Fig. 7. 100k protein binds the C-terminus of eIF4G and evicts Mnk1 protein from eIF4F complexes in vitro. (A) Soluble recombinant proteins were purified from bacteria corresponding to full-length GST–100k, GST–Mnk1 and fragments of eIF4G for the N-terminus (N4G), middle (M4G) and C-terminus (C4G). It was not possible to isolate sufficient amounts of full-length eIF4G due to degradation. GST was removed from eIF4G by thrombin digestion. Equal amounts of purified eIF4G proteins (2 µg) and GST–100k or GST–Mnk1 proteins (0.3 µg) were incubated in vitro, GST fusion proteins were recovered by glutathione–Sepharose chromatography and bound proteins identified by SDS–10%PAGE and immunoblot analysis with specific antibodies to the eIF4G fragments, or to GST (for Mnk1 or 100k). (B) 293 cells were transfected with plasmids expressing GST or GST–Mnk1, extracts were prepared and equal amounts of eIF4F isolated by immuno precipitation of eIF4G (eIF4G IP). Equal amounts (2 µg) of purified recombinant GST–100k or GST fusion proteins were incubated in vitro with eIF4F complexes, and associated proteins detected by immunoblot analysis as shown. Equal amounts of whole cell lysates (‘lysate’) were resolved in lanes 4 and 5 to establish protein levels.
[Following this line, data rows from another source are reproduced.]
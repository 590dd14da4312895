//! Arena octree over the input faces.
//!
//! Cells live in a flat `Vec` and are addressed by index; a hash map from
//! [`CellKey`] (level plus integer coordinates) to index gives direct lookup.
//! Children are stored as indices in their parent, there are no parent
//! pointers. A cell either has exactly eight children or is a leaf:
//!
//! - an **occupied** leaf at the target depth, owning the faces that touch it;
//! - an **empty** leaf at any level, never subdivided further.
//!
//! Faces are binned with a closed test, so a face on a cell boundary lands in
//! the cells on both sides. Only the cell behind it becomes occupied (see
//! [`face_supports_box`]); the one in front stays empty. Re-running on a
//! surface that already lies on the lattice then gives back the same cells.
//!
//! After construction, empty leaves are classified as [`CellKind::Exterior`]
//! when they can be reached from the boundary of the root cube through other
//! empty leaves, and as [`CellKind::Interior`] otherwise (enclosed cavities).

use std::collections::{HashMap, VecDeque};

use rayon::prelude::*;

use super::bounds::Aabb;
use super::grid::{CellCoord, GridFrame};
use super::overlap::{face_supports_box, triangle_overlaps_box};
use crate::error::{ManifoldError, Result};
use crate::mesh::TriangleMesh;

/// Face lists longer than this are filtered in parallel.
const PARALLEL_FACE_THRESHOLD: usize = 2048;

/// Box inflation used by the overlap test, relative to the root side.
const OVERLAP_TOLERANCE: f64 = 1e-10;

/// Identity of a cell: its level and integer coordinates at that level.
#[derive(Clone, Copy, Debug, PartialEq, Eq, Hash, PartialOrd, Ord)]
pub struct CellKey {
    /// Level (0 = root).
    pub level: u32,
    /// Coordinates in cells of this level.
    pub coord: [u32; 3],
}

impl CellKey {
    /// The root cell.
    pub const ROOT: CellKey = CellKey {
        level: 0,
        coord: [0, 0, 0],
    };

    /// Key of child `index`, where bit 0/1/2 of the index select the upper
    /// half along x/y/z.
    #[inline]
    pub fn child(self, index: usize) -> CellKey {
        CellKey {
            level: self.level + 1,
            coord: [
                self.coord[0] * 2 + (index as u32 & 1),
                self.coord[1] * 2 + ((index as u32 >> 1) & 1),
                self.coord[2] * 2 + ((index as u32 >> 2) & 1),
            ],
        }
    }

    /// Whether the cell touches the boundary of the root cube.
    #[inline]
    pub fn touches_root_boundary(self) -> bool {
        let last = (1u32 << self.level) - 1;
        self.coord.iter().any(|&c| c == 0 || c == last)
    }
}

/// What a cell is.
#[derive(Clone, Copy, Debug, PartialEq, Eq)]
pub enum CellKind {
    /// Subdivided; arena indices of the eight children.
    Branch([usize; 8]),
    /// Leaf at the target depth touching at least one face.
    Occupied,
    /// Empty leaf connected to the outside of the root cube.
    Exterior,
    /// Empty leaf enclosed by occupied cells.
    Interior,
}

impl CellKind {
    /// Occupied and interior leaves are solid.
    #[inline]
    pub fn is_solid(self) -> bool {
        matches!(self, CellKind::Occupied | CellKind::Interior)
    }
}

/// A cell record in the arena.
#[derive(Debug, Clone)]
pub struct Cell {
    /// Level and coordinates.
    pub key: CellKey,
    /// Branch, occupied or empty.
    pub kind: CellKind,
    /// Input faces touching the cell; kept for leaves at the target depth.
    pub faces: Vec<u32>,
}

/// Octree over a mesh's faces.
#[derive(Debug, Clone)]
pub struct Octree {
    frame: GridFrame,
    cells: Vec<Cell>,
    index: HashMap<CellKey, usize>,
}

/// Face ids are stored as `u32`.
fn face_id_bound(num_faces: usize) -> Result<u32> {
    u32::try_from(num_faces).map_err(|_| ManifoldError::ResourceExhausted {
        what: "face indices",
        requested: num_faces,
        limit: u32::MAX as usize,
    })
}

impl Octree {
    /// Build the octree for `mesh` in `frame`, down to the frame's depth.
    ///
    /// Every face is registered in each cell it touches, boundaries included.
    /// Cells without faces are not subdivided. A leaf is occupied when at
    /// least one of its faces supports it. Fails with
    /// [`ManifoldError::ResourceExhausted`] if more than `max_cells` cells
    /// would be created or the arena cannot grow.
    pub fn build(
        frame: GridFrame,
        mesh: &TriangleMesh,
        max_cells: usize,
        parallel: bool,
    ) -> Result<Self> {
        let depth = frame.depth();
        let tolerance = frame.side() * OVERLAP_TOLERANCE;
        let mut tree = Octree {
            frame,
            cells: Vec::new(),
            index: HashMap::new(),
        };

        let num_faces = face_id_bound(mesh.num_faces())?;
        let root_bounds = frame.cell_bounds(0, [0, 0, 0]);
        let supported = |faces: &[u32], bounds: &Aabb| {
            faces.iter().any(|&f| {
                let tri = mesh.face_positions(f as usize);
                face_supports_box(&tri, bounds, &root_bounds, tolerance)
            })
        };

        let all_faces: Vec<u32> = (0..num_faces).collect();
        let solid = depth > 0 || supported(all_faces.as_slice(), &root_bounds);
        let mut stack: Vec<(usize, Vec<u32>)> = Vec::new();
        let root = tree.push(CellKey::ROOT, all_faces, solid, depth, max_cells, &mut stack)?;
        debug_assert_eq!(root, 0);

        while let Some((id, faces)) = stack.pop() {
            let key = tree.cells[id].key;
            let mut children = [0usize; 8];

            for (i, child) in children.iter_mut().enumerate() {
                let child_key = key.child(i);
                let bounds = frame.cell_bounds(child_key.level, child_key.coord);
                let touches = |&&f: &&u32| {
                    let tri = mesh.face_positions(f as usize);
                    triangle_overlaps_box(&tri, &bounds, tolerance)
                };
                let child_faces: Vec<u32> = if parallel && faces.len() > PARALLEL_FACE_THRESHOLD {
                    faces.par_iter().filter(touches).copied().collect()
                } else {
                    faces.iter().filter(touches).copied().collect()
                };
                let solid = child_key.level < depth || supported(child_faces.as_slice(), &bounds);
                *child = tree.push(child_key, child_faces, solid, depth, max_cells, &mut stack)?;
            }

            tree.cells[id].kind = CellKind::Branch(children);
        }

        tree.classify_regions();
        Ok(tree)
    }

    /// Append a cell, queueing it for subdivision when it needs one.
    ///
    /// `solid` only matters at the target depth, where a leaf whose faces all
    /// lie in front of it is empty.
    fn push(
        &mut self,
        key: CellKey,
        faces: Vec<u32>,
        solid: bool,
        depth: u32,
        max_cells: usize,
        stack: &mut Vec<(usize, Vec<u32>)>,
    ) -> Result<usize> {
        if self.cells.len() >= max_cells {
            return Err(ManifoldError::ResourceExhausted {
                what: "octree cells",
                requested: self.cells.len() + 1,
                limit: max_cells,
            });
        }
        self.cells
            .try_reserve(1)
            .map_err(|_| ManifoldError::ResourceExhausted {
                what: "octree arena",
                requested: self.cells.len() + 1,
                limit: self.cells.capacity(),
            })?;

        let id = self.cells.len();
        let (kind, kept) = if faces.is_empty() {
            (CellKind::Interior, Vec::new())
        } else if key.level == depth {
            // Empty leaves start out as interior until the flood fill
            let kind = if solid { CellKind::Occupied } else { CellKind::Interior };
            (kind, faces)
        } else {
            // Placeholder until the children exist
            stack.push((id, faces));
            (CellKind::Branch([0; 8]), Vec::new())
        };

        self.cells.push(Cell {
            key,
            kind,
            faces: kept,
        });
        self.index.insert(key, id);
        Ok(id)
    }

    /// Flood exterior space from the root boundary through empty leaves.
    fn classify_regions(&mut self) {
        let mut queue = VecDeque::new();
        for (id, cell) in self.cells.iter_mut().enumerate() {
            if cell.kind == CellKind::Interior && cell.key.touches_root_boundary() {
                cell.kind = CellKind::Exterior;
                queue.push_back(id);
            }
        }

        let mut touching = Vec::new();
        while let Some(id) = queue.pop_front() {
            let key = self.cells[id].key;
            for axis in 0..3 {
                for step in [-1i64, 1] {
                    let mut coord = key.coord.map(|c| c as i64);
                    coord[axis] += step;
                    let Some(neighbor) = self.locate(key.level, coord) else {
                        continue;
                    };

                    touching.clear();
                    self.leaves_facing(neighbor, axis, step, &mut touching);
                    for &leaf in &touching {
                        if self.cells[leaf].kind == CellKind::Interior {
                            self.cells[leaf].kind = CellKind::Exterior;
                            queue.push_back(leaf);
                        }
                    }
                }
            }
        }
    }

    /// Leaves under `id` on the side facing a neighbour that lies in
    /// direction `-step` along `axis`.
    fn leaves_facing(&self, id: usize, axis: usize, step: i64, out: &mut Vec<usize>) {
        match self.cells[id].kind {
            CellKind::Branch(children) => {
                let side = if step > 0 { 0 } else { 1 };
                for (i, &child) in children.iter().enumerate() {
                    if (i >> axis) & 1 == side {
                        self.leaves_facing(child, axis, step, out);
                    }
                }
            }
            _ => out.push(id),
        }
    }

    /// Deepest cell containing the cell `coord` at `level`.
    ///
    /// Returns a leaf at `level` or above, or a branch exactly at `level`.
    /// `None` if `coord` lies outside the root cube.
    pub fn locate(&self, level: u32, coord: [i64; 3]) -> Option<usize> {
        let extent = 1i64 << level;
        if coord.iter().any(|&c| c < 0 || c >= extent) {
            return None;
        }

        let mut id = 0;
        loop {
            let cell = &self.cells[id];
            match cell.kind {
                CellKind::Branch(children) if cell.key.level < level => {
                    let shift = level - cell.key.level - 1;
                    let bit = |c: i64| ((c >> shift) & 1) as usize;
                    id = children[bit(coord[0]) | bit(coord[1]) << 1 | bit(coord[2]) << 2];
                }
                _ => return Some(id),
            }
        }
    }

    /// Kind of the leaf containing the leaf-level cell `coord`, `None`
    /// outside the root cube.
    #[inline]
    pub fn leaf_kind(&self, coord: [i64; 3]) -> Option<CellKind> {
        self.locate(self.frame.depth(), coord)
            .map(|id| self.cells[id].kind)
    }

    /// Look up a cell by key.
    pub fn get(&self, key: &CellKey) -> Option<&Cell> {
        self.index.get(key).map(|&id| &self.cells[id])
    }

    /// The lattice frame.
    #[inline]
    pub fn frame(&self) -> &GridFrame {
        &self.frame
    }

    /// All cells in creation order.
    #[inline]
    pub fn cells(&self) -> &[Cell] {
        &self.cells
    }

    /// Number of cells of a given kind (branches are counted as one kind).
    pub fn count(&self, kind: CellKind) -> usize {
        self.cells
            .iter()
            .filter(|c| match (c.kind, kind) {
                (CellKind::Branch(_), CellKind::Branch(_)) => true,
                (a, b) => a == b,
            })
            .count()
    }

    /// Occupied leaves with their faces, in lexicographic coordinate order.
    pub fn occupied_leaves(&self) -> Vec<(CellCoord, &[u32])> {
        let mut leaves: Vec<(CellCoord, &[u32])> = self
            .cells
            .iter()
            .filter(|c| c.kind == CellKind::Occupied)
            .map(|c| {
                let [x, y, z] = c.key.coord;
                (CellCoord::new(x, y, z), c.faces.as_slice())
            })
            .collect();
        leaves.sort_unstable_by_key(|(coord, _)| *coord);
        leaves
    }
}
//! PLY (Stanford polygon) format support.
//!
//! This module provides loading and saving of meshes in the PLY format,
//! also known as the Polygon File Format or Stanford Triangle Format.

use std::fs::File;
use std::io::{BufReader, BufWriter, Write};
use std::path::{Path, PathBuf};

use nalgebra::Point3;
use ply_rs::parser::Parser;
use ply_rs::ply::{DefaultElement, Property};

use crate::error::{ManifoldError, Result};
use crate::mesh::{checked_faces, TriangleMesh};

fn load_error(path: &Path, message: &str) -> ManifoldError {
    ManifoldError::LoadError {
        path: PathBuf::from(path),
        message: message.to_string(),
    }
}

/// Load a mesh from a PLY file.
///
/// Polygons are fan-triangulated. Face indices out of range are rejected.
/// Files without faces (point sets, empty meshes) load with no faces.
///
/// # Example
///
/// ```no_run
/// use watertight::io::ply;
///
/// let mesh = ply::load("model.ply").unwrap();
/// ```
pub fn load<P: AsRef<Path>>(path: P) -> Result<TriangleMesh> {
    let path = path.as_ref();
    let file = File::open(path)?;
    let mut reader = BufReader::new(file);

    let parser = Parser::<DefaultElement>::new();
    let ply = parser.read_ply(&mut reader).map_err(|e| ManifoldError::LoadError {
        path: path.to_path_buf(),
        message: e.to_string(),
    })?;

    let vertex_element: &[DefaultElement] =
        ply.payload.get("vertex").map(Vec::as_slice).unwrap_or_default();

    let mut vertices: Vec<Point3<f64>> = Vec::with_capacity(vertex_element.len());
    for vertex in vertex_element {
        let coord = |name: &str| {
            get_float_property(vertex, name)
                .ok_or_else(|| load_error(path, &format!("vertex missing {} coordinate", name)))
        };
        vertices.push(Point3::new(coord("x")?, coord("y")?, coord("z")?));
    }

    let face_element: &[DefaultElement] =
        ply.payload.get("face").map(Vec::as_slice).unwrap_or_default();

    let mut rows: Vec<[i64; 3]> = Vec::with_capacity(face_element.len());
    for face in face_element {
        let indices = get_list_property(face, "vertex_indices")
            .or_else(|| get_list_property(face, "vertex_index"))
            .ok_or_else(|| load_error(path, "face missing vertex_indices property"))?;

        // Fan triangulation; faces with fewer than three corners are dropped
        for i in 1..indices.len().saturating_sub(1) {
            rows.push([indices[0], indices[i], indices[i + 1]]);
        }
    }

    let faces = checked_faces(&rows, vertices.len())?;
    Ok(TriangleMesh::new(vertices, faces))
}

fn get_float_property(element: &DefaultElement, name: &str) -> Option<f64> {
    match element.get(name)? {
        Property::Float(v) => Some(*v as f64),
        Property::Double(v) => Some(*v),
        Property::Int(v) => Some(*v as f64),
        Property::UInt(v) => Some(*v as f64),
        Property::Short(v) => Some(*v as f64),
        Property::UShort(v) => Some(*v as f64),
        Property::Char(v) => Some(*v as f64),
        Property::UChar(v) => Some(*v as f64),
        _ => None,
    }
}

fn get_list_property(element: &DefaultElement, name: &str) -> Option<Vec<i64>> {
    match element.get(name)? {
        Property::ListInt(v) => Some(v.iter().map(|&x| x as i64).collect()),
        Property::ListUInt(v) => Some(v.iter().map(|&x| x as i64).collect()),
        Property::ListShort(v) => Some(v.iter().map(|&x| x as i64).collect()),
        Property::ListUShort(v) => Some(v.iter().map(|&x| x as i64).collect()),
        Property::ListChar(v) => Some(v.iter().map(|&x| x as i64).collect()),
        Property::ListUChar(v) => Some(v.iter().map(|&x| x as i64).collect()),
        _ => None,
    }
}

/// Save a mesh to a PLY file (ASCII format).
///
/// # Example
///
/// ```no_run
/// use watertight::io::ply;
/// use watertight::mesh::TriangleMesh;
///
/// let mesh = TriangleMesh::default();
/// ply::save(&mesh, "output.ply").unwrap();
/// ```
pub fn save<P: AsRef<Path>>(mesh: &TriangleMesh, path: P) -> Result<()> {
    let path = path.as_ref();
    let file = File::create(path)?;
    let mut writer = BufWriter::new(file);

    writeln!(writer, "ply")?;
    writeln!(writer, "format ascii 1.0")?;
    writeln!(writer, "comment Generated by watertight")?;
    writeln!(writer, "element vertex {}", mesh.num_vertices())?;
    writeln!(writer, "property double x")?;
    writeln!(writer, "property double y")?;
    writeln!(writer, "property double z")?;
    writeln!(writer, "element face {}", mesh.num_faces())?;
    writeln!(writer, "property list uchar int vertex_indices")?;
    writeln!(writer, "end_header")?;

    for v in &mesh.vertices {
        writeln!(writer, "{} {} {}", v.x, v.y, v.z)?;
    }

    for f in &mesh.faces {
        writeln!(writer, "3 {} {} {}", f[0], f[1], f[2])?;
    }

    writer.flush()?;
    Ok(())
}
Fig. 8. The ts-1 100k protein mutant is translationally inactive. 293 cells were transfected with a GST–Mnkl expression plasmid followed 18 h later by infection with wtAd or Ad5ts1. Cells were maintained at non-restrictive temperature (33°C) for 49 h, or restrictive temperature (39.5°C) for 29 h of infection. (A) Cells were labeled with [³⁵S]methionine for 60 min, lysates prepared and equal amounts of protein resolved by SDS–10%PAGE and fluorographed. (B) Mnk1 was recovered from equal amounts of cell lysates by glutathione–Sepharose chromatography, or (C) eIF4G was immunoprecipitated, proteins were resolved by SDS–10%PAGE and detected by immunoblotting with specific antisera as shown. (D) Cells were labeled in vivo with [³²P]orthophosphate at 33 or 39.5°C, eIF4E was recovered by m⁷GTP chromatography from equal amounts of lysate, resolved by SDS–15%PAGE and autoradiographed (upper panel), or subjected to immunoblot analysis with specific antisera as described in the legend to Figure 3 (lower panel). The protein migrating immediately above eIF4G is non-specific and also reacts with this preimmune serum.